I recently saw this problem and I want to get the solution of this problem. However, I meet with some troubles in it. Here is my try. First as $$u-\frac{1}{|2B|}\int_{2B}u$$ is also a weak solution for the Laplace equation, then by using integration by parts on the function, I can obtain that
$$\begin{eqnarray} \frac{1}{|B|}\int_{B}|\triangledown u|^2 dx\leq C\left\{\int_{2B}\left|u-\frac{1}{|2B|}\int_{2B}u\right|^2dx\right\}. \end{eqnarray}$$ where $$C$$ is an absolute constant. Then, by using the Sobolev-Poincaré inequality I have
$$\begin{eqnarray} \left(\frac{1}{|B|}\int_{B}|\triangledown u|^2 dx\right)^{1/2}\leq C\left(\frac{1}{|2B|}\int_{2B}|\triangledown u|^q dx\right)^{1/q} \end{eqnarray}$$ where $$q=\frac{2d}{d+2}$$. I think it is quite similar to the final result. But I cannot go further. Can you give me some hints or references?

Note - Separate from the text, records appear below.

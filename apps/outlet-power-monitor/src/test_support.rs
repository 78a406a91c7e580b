//! Test doubles: a scripted telemetry source and an in-process Redfish PDU.

use crate::config::{Credentials, MonitorConfig, RunConfig, Scheme};
use crate::lifecycle::{StopHandle, StopTrigger};
use crate::source::{OutletReading, SourceError, TelemetrySource};
use axum::extract::{self, State};
use axum::http::{header, HeaderMap, StatusCode};
use axum::response::{IntoResponse, Response};
use axum::routing::get;
use axum::{Json, Router};
use serde_json::json;
use std::collections::{HashMap, VecDeque};
use std::path::Path;
use std::sync::atomic::{AtomicBool, AtomicU64, Ordering};
use std::sync::{Arc, Mutex};
use std::time::Duration;

pub const TEST_USER: &str = "labuser";
pub const TEST_PASSWORD: &str = "100Yard-";
// base64("labuser:100Yard-")
const EXPECTED_AUTHORIZATION: &str = "Basic bGFidXNlcjoxMDBZYXJkLQ==";

pub fn monitor_config(output_dir: &Path, interval_secs: u64) -> MonitorConfig {
    MonitorConfig {
        run: RunConfig::new("10.27.242.2", interval_secs, "3"),
        credentials: Credentials {
            username: TEST_USER.to_string(),
            password: TEST_PASSWORD.to_string(),
        },
        scheme: Scheme::Http,
        verify_tls: false,
        probe_timeout_secs: 10,
        output_dir: output_dir.to_path_buf(),
    }
}

pub enum Step {
    /// Report `watts` after `latency`.
    Read(f64, Duration),
    /// Fail after `latency`.
    Fail(Duration),
}

/// Plays back a fixed list of probe outcomes, sleeping on the tokio clock so
/// paused-time tests control probe durations exactly.
pub struct ScriptedSource {
    steps: Mutex<VecDeque<Step>>,
    stop_when_exhausted: Option<StopHandle>,
    closed: Arc<AtomicBool>,
}

impl ScriptedSource {
    pub fn new(steps: Vec<Step>) -> Self {
        Self {
            steps: Mutex::new(steps.into()),
            stop_when_exhausted: None,
            closed: Arc::new(AtomicBool::new(false)),
        }
    }

    /// Requests a stop as soon as the last scripted step is handed out.
    pub fn stop_when_exhausted(mut self, stop: StopHandle) -> Self {
        self.stop_when_exhausted = Some(stop);
        self
    }

    pub fn closed_flag(&self) -> Arc<AtomicBool> {
        self.closed.clone()
    }
}

impl TelemetrySource for ScriptedSource {
    async fn read_outlet(
        &self,
        outlet: &str,
        _timeout: Duration,
    ) -> Result<OutletReading, SourceError> {
        let (step, exhausted) = {
            let mut steps = self.steps.lock().expect("script lock");
            let step = steps.pop_front().expect("script exhausted");
            (step, steps.is_empty())
        };
        if exhausted {
            if let Some(stop) = self.stop_when_exhausted.as_ref() {
                stop.request_stop(StopTrigger::Interrupt);
            }
        }
        match step {
            Step::Read(power_watts, latency) => {
                tokio::time::sleep(latency).await;
                Ok(OutletReading {
                    outlet_id: outlet.to_string(),
                    power_watts,
                })
            }
            Step::Fail(latency) => {
                tokio::time::sleep(latency).await;
                Err(SourceError::Timeout(latency))
            }
        }
    }

    fn close(self) {
        self.closed.store(true, Ordering::SeqCst);
    }
}

#[derive(Clone, Default)]
pub struct FakePdu {
    outlets: HashMap<String, f64>,
    outlet_delay: Duration,
    stop_after: Option<(u64, StopHandle)>,
    outlet_requests: Arc<AtomicU64>,
}

impl FakePdu {
    pub fn new() -> Self {
        Self::default()
    }

    pub fn with_outlet(mut self, id: &str, power_watts: f64) -> Self {
        self.outlets.insert(id.to_string(), power_watts);
        self
    }

    pub fn with_outlet_delay(mut self, delay: Duration) -> Self {
        self.outlet_delay = delay;
        self
    }

    /// Requests a stop while answering the `requests`-th outlet read.
    pub fn stop_after(mut self, requests: u64, stop: StopHandle) -> Self {
        self.stop_after = Some((requests, stop));
        self
    }
}

fn authorized(headers: &HeaderMap) -> bool {
    headers
        .get(header::AUTHORIZATION)
        .and_then(|value| value.to_str().ok())
        .map(|value| value == EXPECTED_AUTHORIZATION)
        .unwrap_or(false)
}

async fn service_root(headers: HeaderMap) -> Response {
    if !authorized(&headers) {
        return StatusCode::UNAUTHORIZED.into_response();
    }
    Json(json!({
        "@odata.id": "/redfish/v1",
        "Id": "RootService",
        "RedfishVersion": "1.15.0",
    }))
    .into_response()
}

async fn outlet_collection(State(pdu): State<FakePdu>, headers: HeaderMap) -> Response {
    if !authorized(&headers) {
        return StatusCode::UNAUTHORIZED.into_response();
    }
    let members: Vec<_> = pdu
        .outlets
        .keys()
        .map(|id| json!({"@odata.id": format!("/redfish/v1/PowerEquipment/RackPDUs/1/Outlets/{id}")}))
        .collect();
    Json(json!({
        "Members@odata.count": members.len(),
        "Members": members,
    }))
    .into_response()
}

async fn outlet(
    State(pdu): State<FakePdu>,
    extract::Path(id): extract::Path<String>,
    headers: HeaderMap,
) -> Response {
    if !authorized(&headers) {
        return StatusCode::UNAUTHORIZED.into_response();
    }
    let served = pdu.outlet_requests.fetch_add(1, Ordering::SeqCst) + 1;
    if !pdu.outlet_delay.is_zero() {
        tokio::time::sleep(pdu.outlet_delay).await;
    }
    if let Some((limit, stop)) = pdu.stop_after.as_ref() {
        if served >= *limit {
            stop.request_stop(StopTrigger::Terminate);
        }
    }
    match pdu.outlets.get(&id) {
        Some(power) => Json(json!({
            "Id": id,
            "Name": format!("Outlet {id}"),
            "PowerWatts": {"Reading": power},
        }))
        .into_response(),
        None => StatusCode::NOT_FOUND.into_response(),
    }
}

/// Serves `pdu` on an ephemeral loopback port and returns its base URL.
pub async fn spawn_fake_pdu(pdu: FakePdu) -> String {
    let app = Router::new()
        .route("/redfish/v1", get(service_root))
        .route(
            "/redfish/v1/PowerEquipment/RackPDUs/1/Outlets",
            get(outlet_collection),
        )
        .route(
            "/redfish/v1/PowerEquipment/RackPDUs/1/Outlets/{id}",
            get(outlet),
        )
        .with_state(pdu);
    let listener = tokio::net::TcpListener::bind("127.0.0.1:0")
        .await
        .expect("bind fake PDU");
    let addr = listener.local_addr().expect("fake PDU address");
    tokio::spawn(async move {
        axum::serve(listener, app).await.ok();
    });
    format!("http://{addr}")
}
use crate::aggregate::RunSummary;
use crate::config::{RunConfig, TEST_TYPE};
use crate::sampler::Sample;
use anyhow::{Context, Result};
use chrono::{DateTime, Utc};
use serde::{Deserialize, Serialize};
use std::io::{self, Write};
use std::path::{Path, PathBuf};

const TIMESTAMP_FORMAT: &str = "%Y-%m-%dT%H:%M:%S-UTC";
const REPORT_PREFIX: &str = "Results";
const MAX_NAME_SUFFIX: u32 = 999;

pub fn format_timestamp(ts: &DateTime<Utc>) -> String {
    ts.format(TIMESTAMP_FORMAT).to_string()
}

// Field order below is the on-disk key order.

#[derive(Debug, Clone, PartialEq, Serialize, Deserialize)]
pub struct RunReport {
    pub start_ts: String,
    pub test_type: String,
    pub test_config: TestConfig,
    pub test_results: Vec<SampleRecord>,
    pub test_summary: SummaryRecord,
}

#[derive(Debug, Clone, PartialEq, Serialize, Deserialize)]
pub struct TestConfig {
    pub device_type: String,
    pub device_ip: String,
    pub interval: String,
    pub outlet: String,
}

#[derive(Debug, Clone, PartialEq, Serialize, Deserialize)]
pub struct SampleRecord {
    pub sample: u64,
    pub timestamp: String,
    pub outlet: String,
    pub power: f64,
    pub probetime: f64,
}

#[derive(Debug, Clone, PartialEq, Serialize, Deserialize)]
pub struct SummaryRecord {
    pub start_ts: String,
    pub end_ts: String,
    pub numsamples: usize,
    pub total_rt: f64,
    pub avg_ptime: f64,
    pub avg_power: f64,
}

impl RunReport {
    pub fn build(config: &RunConfig, samples: &[Sample], summary: &RunSummary) -> Self {
        let start_ts = format_timestamp(&summary.start_ts());
        Self {
            start_ts: start_ts.clone(),
            test_type: TEST_TYPE.to_string(),
            test_config: TestConfig {
                device_type: config.device_type.clone(),
                device_ip: config.device_ip.clone(),
                interval: config.interval_secs.to_string(),
                outlet: config.outlet.clone(),
            },
            test_results: samples
                .iter()
                .map(|sample| SampleRecord {
                    sample: sample.sequence,
                    timestamp: format_timestamp(&sample.timestamp),
                    outlet: sample.outlet.clone(),
                    power: sample.power_watts,
                    probetime: sample.probe_secs,
                })
                .collect(),
            test_summary: SummaryRecord {
                start_ts,
                end_ts: format_timestamp(&summary.end_ts()),
                numsamples: summary.sample_count(),
                total_rt: summary.total_runtime_secs(),
                avg_ptime: summary.mean_probe_secs(),
                avg_power: summary.mean_power_watts(),
            },
        }
    }

    pub fn file_name(&self) -> String {
        self.numbered_file_name(0)
    }

    /// `Results_<start_ts>.json`, or `Results_<start_ts>_<n>.json` for `n > 0`.
    fn numbered_file_name(&self, n: u32) -> String {
        if n == 0 {
            format!("{REPORT_PREFIX}_{}.json", self.start_ts)
        } else {
            format!("{REPORT_PREFIX}_{}_{n}.json", self.start_ts)
        }
    }

    /// Pretty JSON with 4-space indentation and a trailing newline.
    pub fn to_json(&self) -> Result<Vec<u8>> {
        let mut out = Vec::new();
        let formatter = serde_json::ser::PrettyFormatter::with_indent(b"    ");
        let mut serializer = serde_json::Serializer::with_formatter(&mut out, formatter);
        self.serialize(&mut serializer)
            .context("failed to serialize run report")?;
        out.push(b'\n');
        Ok(out)
    }
}

/// Writes the report into `dir` through a temporary file that is renamed into
/// place, so a failed write never leaves a partial report behind. Reports are
/// never overwritten: runs started in the same second get a numeric suffix.
pub fn write_report(dir: &Path, report: &RunReport) -> Result<PathBuf> {
    let bytes = report.to_json()?;
    std::fs::create_dir_all(dir)
        .with_context(|| format!("failed to create output directory {}", dir.display()))?;

    let mut tmp = tempfile::NamedTempFile::new_in(dir)
        .with_context(|| format!("failed to create temporary report in {}", dir.display()))?;
    tmp.write_all(&bytes)
        .and_then(|_| tmp.as_file().sync_all())
        .with_context(|| format!("failed to write report in {}", dir.display()))?;

    let mut n = 0;
    loop {
        let path = dir.join(report.numbered_file_name(n));
        match tmp.persist_noclobber(&path) {
            Ok(_) => return Ok(path),
            Err(err)
                if err.error.kind() == io::ErrorKind::AlreadyExists && n < MAX_NAME_SUFFIX =>
            {
                tracing::debug!(path = %path.display(), "report name taken");
                tmp = err.file;
                n += 1;
            }
            Err(err) => {
                return Err(err.error)
                    .with_context(|| format!("failed to write report {}", path.display()));
            }
        }
    }
}

use crate::aggregate::{self, AggregateError};
use crate::config::MonitorConfig;
use crate::lifecycle::Lifecycle;
use crate::report::{self, RunReport};
use crate::sampler::Sampler;
use crate::source::TelemetrySource;
use anyhow::{Context, Result};
use chrono::Utc;
use std::path::PathBuf;
use tokio::time::Instant;

/// Runs one monitoring session against an already connected `source` and
/// returns the path of the written report.
///
/// Sampling continues until `lifecycle` is asked to stop. The source is closed
/// right after finalization whatever the outcome. A run that collected nothing
/// fails with [`AggregateError::NoSamples`] and writes no report.
pub async fn run<S: TelemetrySource>(
    config: &MonitorConfig,
    source: S,
    lifecycle: Lifecycle,
) -> Result<PathBuf> {
    let start_ts = Utc::now();
    tracing::info!(
        outlet = %config.run.outlet,
        device_ip = %config.run.device_ip,
        interval_secs = config.run.interval_secs,
        "monitoring outlet; send SIGTERM or press Ctrl-C to stop"
    );

    let begin = Instant::now();
    let samples = Sampler::new(&source, config)
        .run(lifecycle.token())
        .await;
    let finalized = lifecycle.finalize();
    source.close();

    let elapsed = finalized.end_mark.duration_since(begin);
    let summary = match aggregate::summarize(&samples, start_ts, finalized.end_ts, elapsed) {
        Ok(summary) => summary,
        Err(err @ AggregateError::NoSamples) => {
            tracing::error!(
                outlet = %config.run.outlet,
                "no samples collected; report not written"
            );
            return Err(err).context("monitoring run produced no report");
        }
    };

    tracing::info!(
        samples = summary.sample_count(),
        total_rt = summary.total_runtime_secs(),
        avg_ptime = summary.mean_probe_secs(),
        avg_power = summary.mean_power_watts(),
        "run summary"
    );

    let report = RunReport::build(&config.run, &samples, &summary);
    let path = report::write_report(&config.output_dir, &report)?;
    tracing::info!(path = %path.display(), "wrote report");
    Ok(path)
}
//! Error resilience for Prism.
//!
//! This module provides:
//! - A closed error taxonomy
//! - Pure recovery strategies per error kind
//! - An error ledger with per-kind statistics
//! - Wrapping helpers that turn failures into logged events

mod handler;
mod kind;
mod ledger;
mod recovery;

pub use handler::{
    context_to_json, render_context, CallbackId, ErrorCallback, ErrorHandler, RecoveryAssessment,
    LOG_PREFIX, TRUNCATION_MARKER, UNSERIALIZABLE_CONTEXT,
};
pub use kind::ErrorKind;
pub use ledger::{ErrorEvent, ErrorLedger, ErrorStats, KindStats};
pub use recovery::{handle_error, RecoveryStrategy};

• You have already proved the (weak) reverse Holder inequality, so you "just" have to apply Gehring's lemma, see p. 130 in the book of Giaquinta--Martinazzi. I personally don't think Gehring's lemma is simple enough that I would rediscover it by myself, but I am also not an expert on these covering arguments. :) Sep 12, 2021 at 14:42

The constant $$C$$ below can change from line to line but always depends only on the dimension. Let $$B = B(0,r)$$ and $$2B = B(0,2r)$$. Let $$\chi$$ be a smooth compactly supported function on $$2B$$ that is identically $$1$$ on $$B$$ and satisfies $$\|\nabla\chi\|_\infty \le \frac{C}{r}$$
The Sobolev inequality states that there exists a constant $$C$$, for any smooth compactly supported function $$f$$ on $$2B$$, $$\left(\int_{2B} |f|^{\frac{2d}{d-2}}\right)^{\frac{d-2}{d}} \le C\int_{2B} |\nabla f|^2$$ Suppose $$\Delta u = 0$$. First, observe that, if you integrate by parts, then for any constant $$a > 0$$, \begin{align*} \int_{2B} \chi^2|\nabla u|^2 &= \int_{2B} - 2(a^{-1} u\nabla\chi)\cdot(a\chi\nabla u) \\ &\le a^{-2}\int_{2B} \chi^2|\nabla u|^2 + a^{2}\int_{2B} u^2|\nabla\chi|^2. \end{align*} In particular, if we set, say, $$a = 2$$, then $$\int_{2B} \chi^2|\nabla u|^2 \le C\int_{2B} u^2|\nabla\chi|^2.$$ It now follows that \begin{align*} \left(\int_{B} |u|^{\frac{2d}{d-2}}\right)^{\frac{d-2}{d}} &\le \left(\int_{2B} |\chi u|^{\frac{2d}{d-2}}\right)^{\frac{d-2}{d}}\\ & \le C\int_{2B} |\nabla (\chi u)|^2\\ &\le C\int_{2B} \chi^2|\nabla u|^2 + |\nabla\chi|^2u^2\\ &\le C\int_{2B} |\nabla\chi|^2u^2\\ & \le C\|\nabla\chi\|_\infty^2\int_{2B} u^2\\ &= \frac{C}{r^2}\int_{2B} u^2. \end{align*} Since $$\Delta(\partial_ku) = 0$$, the estimate above holds for $$\partial_ku$$. The desired estimate can be derived from this.